Mr. President, if pecuniary loss alone were involved in the abolition of slavery, I should hesitate long before I would give the vote I now intend to give. If the destruction of slavery entailed on us poverty alone, I could bear it, for I have seen poverty and felt its sting. But poverty, Mr. President, would be one of the least of the evils that would befall us from the abolition of African slavery. There are now in the slaveholding States over four millions of slaves; dissolve the relation of master and slave, and what, I ask, would become of that race? To remove them from amongst us is impossible. History gives us no account of the exodus of such a number of persons. We neither have a place to which to remove them, nor the means of such removal. They therefore must remain with us; and if the relation of master and slave be dissolved, and our slaves turned loose amongst us without restraint, they would either be destroyed by our own hands-- the hands to which they look, and look with confidence, for protection-- or we ourselves would become demoralized and degraded. The former result would take place, and we ourselves would become the executioners of our own slaves. To this extent would the policy of our Northern enemies drive us; and thus would we not only be reduced to poverty, but what is still worse, we should be driven to crime, to the commission of sin; and we must, therefore, this day elect between the Government formed by our fathers (the whole spirit of which has been perverted), and POVERTY AND CRIME! This being the alternative, I cannot hesitate for a moment what my duty is. I must separate from the Government of my fathers, the one under which I have lived, and under which I wished to die. But I must do my duty to my country and my fellow beings; and humanity, in my judgment, demands that Alabama should separate herself from the Government of the United States.
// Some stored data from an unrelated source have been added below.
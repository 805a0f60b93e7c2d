//! 决策执行器
//!
//! 持有 ActionRegistry，execute(decision) 在注册表中查找动作并分发；未注册的动作直接拒绝，
//! 不产生任何副作用。每次调用输出结构化审计日志（JSON），返回值是下一次轮询间隔。
//! 错误在这里被吸收：非法决策回到默认间隔，其它失败用较短的反应间隔重新检查。

pub mod handlers;
pub mod registry;

use std::sync::Arc;
use std::time::{Duration, Instant};

use serde_json::{json, Map, Value};

use crate::brain::Decision;
use crate::core::{AgentError, Context};
use crate::memory::{EntryKind, MemoryStore};
use crate::observability::Metrics;

pub use handlers::{
    CheckActuatorStatusHandler, ObserveAndWaitHandler, PushMessageHandler,
    SaveEpisodicMemoryHandler, SetBehaviorHandler, SharedAffect, ShowDialogueHandler,
};
pub use registry::{ActionContext, ActionHandler, ActionRegistry, EffectCategory};

pub struct DecisionExecutor {
    registry: ActionRegistry,
    memory: Arc<MemoryStore>,
    default_interval: Duration,
    reaction_interval: Duration,
    metrics: Arc<Metrics>,
}

impl DecisionExecutor {
    pub fn new(
        registry: ActionRegistry,
        memory: Arc<MemoryStore>,
        default_interval: Duration,
        reaction_interval: Duration,
    ) -> Self {
        Self {
            registry,
            memory,
            default_interval,
            reaction_interval,
            metrics: Arc::new(Metrics::new()),
        }
    }

    pub fn with_metrics(mut self, metrics: Arc<Metrics>) -> Self {
        self.metrics = metrics;
        self
    }

    pub fn registry(&self) -> &ActionRegistry {
        &self.registry
    }

    pub fn default_interval(&self) -> Duration {
        self.default_interval
    }

    pub fn reaction_interval(&self) -> Duration {
        self.reaction_interval
    }

    /// 执行一条决策并返回下一次轮询间隔；从不返回错误
    ///
    /// 调用方须持有模式锁，保证同一时刻只有一条决策在作用于化身。
    pub async fn execute(&self, decision: Decision, context: Option<&Context>) -> Duration {
        let start = Instant::now();
        let preview = args_preview(&decision.arguments);

        let Some(handler) = self.registry.get(&decision.action) else {
            tracing::warn!(action = %decision.action, "unknown action rejected");
            Metrics::incr(&self.metrics.decisions_failed);
            emit_audit(&decision.action, false, "unknown_action", None, start, &preview);
            return self.default_interval;
        };

        self.memory.record(
            EntryKind::Action,
            json!({
                "action": decision.action,
                "args": Value::Object(decision.arguments.clone()),
                "rationale": decision.rationale,
            }),
        );

        let ctx = ActionContext {
            context,
            default_interval: self.default_interval,
            reaction_interval: self.reaction_interval,
        };
        let result = handler.handle(&decision.arguments, ctx).await;
        let effect = handler.effect();

        match result {
            Ok(interval) => {
                Metrics::incr(&self.metrics.decisions_executed);
                emit_audit(&decision.action, true, "ok", Some(effect), start, &preview);
                interval
            }
            Err(e) => {
                Metrics::incr(&self.metrics.decisions_failed);
                let outcome = match &e {
                    AgentError::InvalidDecision(_) => "invalid",
                    _ => "error",
                };
                emit_audit(&decision.action, false, outcome, Some(effect), start, &preview);
                tracing::warn!(action = %decision.action, "action failed: {}", e);
                match e {
                    AgentError::InvalidDecision(_) => self.default_interval,
                    _ => self.reaction_interval,
                }
            }
        }
    }
}

fn emit_audit(
    action: &str,
    ok: bool,
    outcome: &str,
    effect: Option<EffectCategory>,
    start: Instant,
    args_preview: &str,
) {
    let audit = json!({
        "event": "decision_audit",
        "action": action,
        "ok": ok,
        "outcome": outcome,
        "effect": effect,
        "duration_ms": start.elapsed().as_millis() as u64,
        "args_preview": args_preview,
    });
    tracing::info!(audit = %audit.to_string(), "decision");
}

fn args_preview(args: &Map<String, Value>) -> String {
    let s = Value::Object(args.clone()).to_string();
    if s.chars().count() > 200 {
        format!("{}...", s.chars().take(200).collect::<String>())
    } else {
        s
    }
}

#[cfg(test)]
mod tests {
    use super::*;
    use std::sync::Mutex;

    use crate::actuator::{
        ActuatorSettings, Method, MockActuator, ResilientActuatorClient, ScriptedReply,
    };
    use crate::core::AffectState;
    use crate::memory::SqliteEpisodicStore;
    use crate::ui::{RecordingUiSink, UiEvent};

    struct Fixture {
        executor: DecisionExecutor,
        mock: Arc<MockActuator>,
        ui: Arc<RecordingUiSink>,
        memory: Arc<MemoryStore>,
    }

    fn fixture() -> Fixture {
        let mock = Arc::new(MockActuator::with_instance("1"));
        let actuator = Arc::new(ResilientActuatorClient::new(
            mock.clone(),
            ActuatorSettings::default(),
        ));
        let ui = Arc::new(RecordingUiSink::default());
        let memory = Arc::new(MemoryStore::new(
            20,
            SqliteEpisodicStore::open_in_memory().unwrap(),
        ));
        let affect: SharedAffect = Arc::new(Mutex::new(AffectState::default()));

        let mut registry = ActionRegistry::new();
        registry.register(SetBehaviorHandler::new(
            actuator.clone(),
            vec!["Walk".into(), "Sit".into(), "Sleep".into()],
            affect.clone(),
        ));
        registry.register(ObserveAndWaitHandler::new(affect.clone()));
        registry.register(ShowDialogueHandler::new(ui.clone(), affect));
        registry.register(SaveEpisodicMemoryHandler::new(memory.clone()));
        registry.register(CheckActuatorStatusHandler::new(actuator.clone(), ui.clone()));
        registry.register(PushMessageHandler::new(actuator));

        let executor = DecisionExecutor::new(
            registry,
            memory.clone(),
            Duration::from_secs(45),
            Duration::from_secs(10),
        );
        Fixture {
            executor,
            mock,
            ui,
            memory,
        }
    }

    #[tokio::test]
    async fn test_unknown_action_has_no_side_effects() {
        let f = fixture();
        let next = f
            .executor
            .execute(Decision::new("launch_rockets"), None)
            .await;
        assert_eq!(next, Duration::from_secs(45));
        assert!(f.mock.calls().is_empty());
        assert_eq!(f.memory.working_len(), 0);
        assert!(f.ui.events().is_empty());
    }

    #[tokio::test]
    async fn test_set_behavior_validates_vocabulary_case_insensitively() {
        let f = fixture();
        let next = f
            .executor
            .execute(Decision::new("set_behavior").arg("behavior_name", json!("sleep")), None)
            .await;
        assert_eq!(next, Duration::from_secs(10));
        assert_eq!(f.mock.active_behavior("1").as_deref(), Some("Sleep"));

        let before = f.mock.mutation_count();
        let next = f
            .executor
            .execute(Decision::new("set_behavior").arg("behavior_name", json!("Fly")), None)
            .await;
        assert_eq!(next, Duration::from_secs(45));
        assert_eq!(f.mock.mutation_count(), before);
    }

    #[tokio::test]
    async fn test_observe_and_wait_clamps_duration() {
        let f = fixture();
        let long = f
            .executor
            .execute(Decision::new("observe_and_wait").arg("duration_seconds", json!(9999)), None)
            .await;
        assert_eq!(long, Duration::from_secs(300));
        let default = f.executor.execute(Decision::new("observe_and_wait"), None).await;
        assert_eq!(default, Duration::from_secs(45));
        assert!(f.mock.calls().is_empty());
    }

    #[tokio::test]
    async fn test_show_dialogue_speaks_and_shows_bubble() {
        let f = fixture();
        f.executor
            .execute(Decision::new("show_dialogue").arg("text", json!("Hi there")), None)
            .await;
        let events = f.ui.events();
        assert_eq!(events[0], UiEvent::Speak("Hi there".into()));
        assert_eq!(events[1], UiEvent::Bubble("Hi there".into()));
        assert_eq!(f.mock.mutation_count(), 0);
    }

    #[tokio::test]
    async fn test_save_episodic_memory_attaches_context() {
        let f = fixture();
        let ctx = Context::new("editor", "notes.md");
        f.executor
            .execute(
                Decision::new("save_episodic_memory")
                    .arg("fact", json!("user likes tea"))
                    .arg("metadata", json!("{\"source\": \"chat\"}")),
                Some(&ctx),
            )
            .await;
        let found = f.memory.recall("tea", 5).await.unwrap();
        assert_eq!(found.len(), 1);
        assert_eq!(found[0].metadata["source"], "chat");
        assert_eq!(found[0].metadata["context"]["application"], "editor");
    }

    #[tokio::test(start_paused = true)]
    async fn test_actuator_failure_returns_reaction_interval() {
        let f = fixture();
        f.mock
            .push_reply_for(Method::Get, ScriptedReply::ConnectionError);
        let next = f
            .executor
            .execute(Decision::new("set_behavior").arg("behavior_name", json!("Walk")), None)
            .await;
        assert_eq!(next, Duration::from_secs(10));
    }

    #[tokio::test]
    async fn test_known_action_is_recorded_before_dispatch() {
        let f = fixture();
        f.executor
            .execute(Decision::new("observe_and_wait").arg("duration_seconds", json!(5)), None)
            .await;
        let actions = f.memory.recent_actions(5);
        assert_eq!(actions.len(), 1);
        assert_eq!(actions[0].payload["action"], "observe_and_wait");
    }
}
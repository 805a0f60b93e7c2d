//! 工作记忆：最近观察 / 动作 / 告警的有界 FIFO
//!
//! 容量固定（默认 20），溢出时淘汰最旧的一条；从不落盘。每次推理时取最近若干条拼入提示词。

use std::collections::VecDeque;

use chrono::{DateTime, Utc};
use serde::Serialize;
use serde_json::Value;

#[derive(Clone, Copy, Debug, PartialEq, Eq, Serialize)]
#[serde(rename_all = "snake_case")]
pub enum EntryKind {
    Observation,
    Action,
    Alert,
    Dialogue,
    FileDrop,
}

#[derive(Clone, Debug, Serialize)]
pub struct WorkingMemoryEntry {
    pub kind: EntryKind,
    pub payload: Value,
    pub timestamp: DateTime<Utc>,
}

#[derive(Clone, Debug)]
pub struct WorkingMemory {
    entries: VecDeque<WorkingMemoryEntry>,
    capacity: usize,
}

impl WorkingMemory {
    pub fn new(capacity: usize) -> Self {
        let capacity = capacity.max(1);
        Self {
            entries: VecDeque::with_capacity(capacity),
            capacity,
        }
    }

    pub fn push(&mut self, kind: EntryKind, payload: Value) {
        if self.entries.len() == self.capacity {
            self.entries.pop_front();
        }
        self.entries.push_back(WorkingMemoryEntry {
            kind,
            payload,
            timestamp: Utc::now(),
        });
    }

    /// 最近 n 条，按时间从旧到新
    pub fn recent(&self, n: usize) -> Vec<WorkingMemoryEntry> {
        let skip = self.entries.len().saturating_sub(n);
        self.entries.iter().skip(skip).cloned().collect()
    }

    /// 最近 n 条指定类别
    pub fn recent_of(&self, kind: EntryKind, n: usize) -> Vec<WorkingMemoryEntry> {
        let mut out: Vec<WorkingMemoryEntry> = self
            .entries
            .iter()
            .rev()
            .filter(|e| e.kind == kind)
            .take(n)
            .cloned()
            .collect();
        out.reverse();
        out
    }

    pub fn len(&self) -> usize {
        self.entries.len()
    }

    pub fn is_empty(&self) -> bool {
        self.entries.is_empty()
    }

    pub fn clear(&mut self) {
        self.entries.clear();
    }

    /// 构建供推理使用的提示词片段
    pub fn to_prompt_section(&self, n: usize) -> String {
        let recent = self.recent(n);
        if recent.is_empty() {
            return String::new();
        }
        let mut s = String::from("## Recent Memory\n");
        for e in recent {
            s.push_str(&format!(
                "- [{}] {:?}: {}\n",
                e.timestamp.format("%H:%M:%S"),
                e.kind,
                e.payload
            ));
        }
        s
    }
}

#[cfg(test)]
mod tests {
    use super::*;
    use serde_json::json;

    #[test]
    fn test_evicts_oldest_at_capacity() {
        let mut wm = WorkingMemory::new(3);
        for i in 0..5 {
            wm.push(EntryKind::Observation, json!(i));
        }
        assert_eq!(wm.len(), 3);
        let payloads: Vec<Value> = wm.recent(10).into_iter().map(|e| e.payload).collect();
        assert_eq!(payloads, vec![json!(2), json!(3), json!(4)]);
    }

    #[test]
    fn test_recent_of_filters_kind() {
        let mut wm = WorkingMemory::new(10);
        wm.push(EntryKind::Observation, json!("o1"));
        wm.push(EntryKind::Action, json!("a1"));
        wm.push(EntryKind::Action, json!("a2"));
        wm.push(EntryKind::Observation, json!("o2"));
        let actions = wm.recent_of(EntryKind::Action, 5);
        assert_eq!(actions.len(), 2);
        assert_eq!(actions[1].payload, json!("a2"));
    }

    #[test]
    fn test_prompt_section_empty_when_no_entries() {
        assert!(WorkingMemory::new(5).to_prompt_section(5).is_empty());
    }
}
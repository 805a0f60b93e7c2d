//! 编排错误类型与回合恢复动作
//!
//! 与 RecoveryEngine 配合：每个回合（主动 tick / 按需请求 / 严重告警）在边界处把 AgentError
//! 映射为 TurnRecovery，错误永远不会越过编排器的回合边界。

use std::time::Duration;

use thiserror::Error;

use crate::actuator::ActuatorError;
use crate::memory::MemoryError;

/// 编排过程中可能出现的错误
#[derive(Error, Debug)]
pub enum AgentError {
    /// 网络 / 超时类错误，按客户端策略重试，不会让循环崩溃
    #[error("Transient I/O error: {0}")]
    TransientIo(String),

    /// 推理后端拒绝或拦截了请求
    #[error("Backend rejected request: {0}")]
    BackendRejected(String),

    /// 未知动作或参数非法
    #[error("Invalid decision: {0}")]
    InvalidDecision(String),

    /// 速率限制；正常路径下只会造成有界等待，不会作为错误抛给调用方
    #[error("Resource exhausted: {0}")]
    ResourceExhausted(String),

    /// 仅在启动阶段出现（如情景库无法打开）
    #[error("Fatal: {0}")]
    Fatal(String),

    /// 回合进行中观察到关闭信号
    #[error("Cancelled")]
    Cancelled,
}

impl From<ActuatorError> for AgentError {
    fn from(e: ActuatorError) -> Self {
        match e {
            ActuatorError::Rejected(msg) => AgentError::InvalidDecision(msg),
            ActuatorError::NotFound(msg) => AgentError::TransientIo(format!("not found: {msg}")),
            other => AgentError::TransientIo(other.to_string()),
        }
    }
}

impl From<MemoryError> for AgentError {
    fn from(e: MemoryError) -> Self {
        AgentError::TransientIo(e.to_string())
    }
}

/// 恢复引擎给出的回合级处理动作
#[derive(Debug, Clone, PartialEq, Eq)]
pub enum TurnRecovery {
    /// 推理/网络失败：记录后以退避间隔等待下一次
    Backoff(Duration),
    /// 跳过本回合，按默认间隔继续
    Skip(Duration),
    /// 正在关闭，结束循环
    Abort,
}
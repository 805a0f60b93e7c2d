//! 情绪 / 注意力状态
//!
//! 三个维度（无聊、愉悦、精力）都钳制在 [0, 1]；主动循环每拍自然衰减一次，
//! 动作执行后按动作类别微调。快照数值保留三位小数后拼入提示词。

use serde::Serialize;

#[derive(Clone, Debug, PartialEq, Serialize)]
pub struct AffectSnapshot {
    pub boredom: f64,
    pub happiness: f64,
    pub energy: f64,
}

impl AffectSnapshot {
    pub fn to_prompt_section(&self) -> String {
        format!(
            "## Mood\n- boredom: {}\n- happiness: {}\n- energy: {}\n",
            self.boredom, self.happiness, self.energy
        )
    }
}

#[derive(Clone, Debug)]
pub struct AffectState {
    boredom: f64,
    happiness: f64,
    energy: f64,
    decay_rate: f64,
}

impl Default for AffectState {
    fn default() -> Self {
        Self {
            boredom: 0.2,
            happiness: 0.6,
            energy: 0.8,
            decay_rate: 0.02,
        }
    }
}

impl AffectState {
    pub fn new() -> Self {
        Self::default()
    }

    /// 只观察不行动：越等越无聊
    pub fn on_observe_only(&mut self, seconds: f64) {
        self.boredom += 0.05 + (seconds / 300.0).min(0.1);
        self.energy -= 0.02;
        self.clamp();
    }

    pub fn on_behavior(&mut self, behavior: &str) {
        let name = behavior.to_lowercase();
        if name.contains("sleep") {
            self.energy += 0.2;
            self.boredom -= 0.1;
        } else if ["dance", "jump", "run", "climb"]
            .iter()
            .any(|k| name.contains(k))
        {
            self.energy -= 0.05;
            self.boredom -= 0.08;
            self.happiness += 0.05;
        } else if name.contains("sit") || name.contains("idle") {
            self.boredom += 0.02;
        } else {
            self.boredom -= 0.01;
        }
        self.clamp();
    }

    pub fn on_dialogue(&mut self) {
        self.happiness += 0.04;
        self.boredom -= 0.04;
        self.clamp();
    }

    pub fn natural_decay(&mut self) {
        self.boredom -= self.decay_rate;
        self.happiness -= self.decay_rate / 2.0;
        self.energy -= self.decay_rate / 3.0;
        self.clamp();
    }

    pub fn snapshot(&self) -> AffectSnapshot {
        AffectSnapshot {
            boredom: round3(self.boredom),
            happiness: round3(self.happiness),
            energy: round3(self.energy),
        }
    }

    fn clamp(&mut self) {
        self.boredom = self.boredom.clamp(0.0, 1.0);
        self.happiness = self.happiness.clamp(0.0, 1.0);
        self.energy = self.energy.clamp(0.0, 1.0);
    }
}

fn round3(v: f64) -> f64 {
    (v * 1000.0).round() / 1000.0
}

#[cfg(test)]
mod tests {
    use super::*;

    #[test]
    fn test_defaults() {
        let s = AffectState::new().snapshot();
        assert_eq!(s.boredom, 0.2);
        assert_eq!(s.happiness, 0.6);
        assert_eq!(s.energy, 0.8);
    }

    #[test]
    fn test_values_stay_clamped() {
        let mut a = AffectState::new();
        for _ in 0..100 {
            a.on_observe_only(600.0);
        }
        let s = a.snapshot();
        assert_eq!(s.boredom, 1.0);
        assert_eq!(s.energy, 0.0);

        for _ in 0..100 {
            a.natural_decay();
        }
        assert_eq!(a.snapshot().boredom, 0.0);
    }

    #[test]
    fn test_sleep_restores_energy() {
        let mut a = AffectState::new();
        a.on_observe_only(0.0);
        let before = a.snapshot().energy;
        a.on_behavior("Sleep");
        assert!(a.snapshot().energy > before);
    }

    #[test]
    fn test_dialogue_lifts_mood() {
        let mut a = AffectState::new();
        a.on_dialogue();
        let s = a.snapshot();
        assert_eq!(s.happiness, 0.64);
        assert_eq!(s.boredom, 0.16);
    }
}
If I am wrong in this responsible act, I hope my God may forgive me; for I am not actuated, as I think, from any motive save that of justice and philanthropy!"

George Williamson of Louisiana to the Texas Secession Convention
"Louisiana looks to the formation of a Southern confederacy to preserve the blessings of African slavery, and of the free institutions of the founders of the Federal Union, bequeathed to their posterity. As her neighbor and sister State, she desires the hearty co-operation of Texas in the formation of a Southern Confederacy. She congratulates herself on the recent disposition evinced by your body to meet this wish, by the election of delegates to the Montgomery convention. Louisiana and Texas have the same language, laws and institutions. Between the citizens of each exists the most cordial social and commercial intercourse. The Red river and the Sabine form common highways for the transportation of their produce to the markets of the world. Texas affords to the commerce of Louisiana a large portion of her products, and in exchange the banks of New Orleans furnish Texas with her only paper circulating medium. Louisiana supplies to Texas a market for her surplus wheat, grain and stock; both States have large areas of fertile, uncultivated lands, peculiarly adapted to slave labor; and they are both so deeply interested in African slavery that it may be said to be absolutely necessary to their existence, and is the keystone to the arch of their prosperity. Each of the States has an extended Gulf coast, and must look with equal solicitude to its protection now, and the acquisition of the entire control of the Gulf of Mexico in due time. No two States of this confederacy are so identified in interest, and whose destinies are so closely interwoven with each other. Nature, sympathy and unity of interest make them almost one. Recognizing these facts, but still confident in her own powers to maintain a separate existence, Louisiana regards with great concern the vote of the people of Texas on the ratification of the ordinance of secession, adopted by your honorable body on the 1st of the present month. She is confident a people who so nobly and gallantly achieved their liberties under such unparalleled difficulties will not falter in maintaining them now. The Mexican yoke could not have been more galling to "the army of heroes" of '36 than the Black republican rule would be to the survivors and sons of that army at the present day."

Call for a Referendum on a Tennessee Secession Convention:
"This provision of the Constitution has been spurned and trampled under foot by these "higher law " nullifiers. It is utterly powerless for good, since all attempts to enforce the fugitive slave law under it are made a felony in some of these States, a high misdemeanor in others, and punishable in all by heavy fines and imprisonment. The distempered public opinion of these localities having risen above the Constitution and all other law, planting itself upon the anarchical doctrines of the " higher law," with impunity defies the Government, tramples upon our rights, and plunders the Southern citizen.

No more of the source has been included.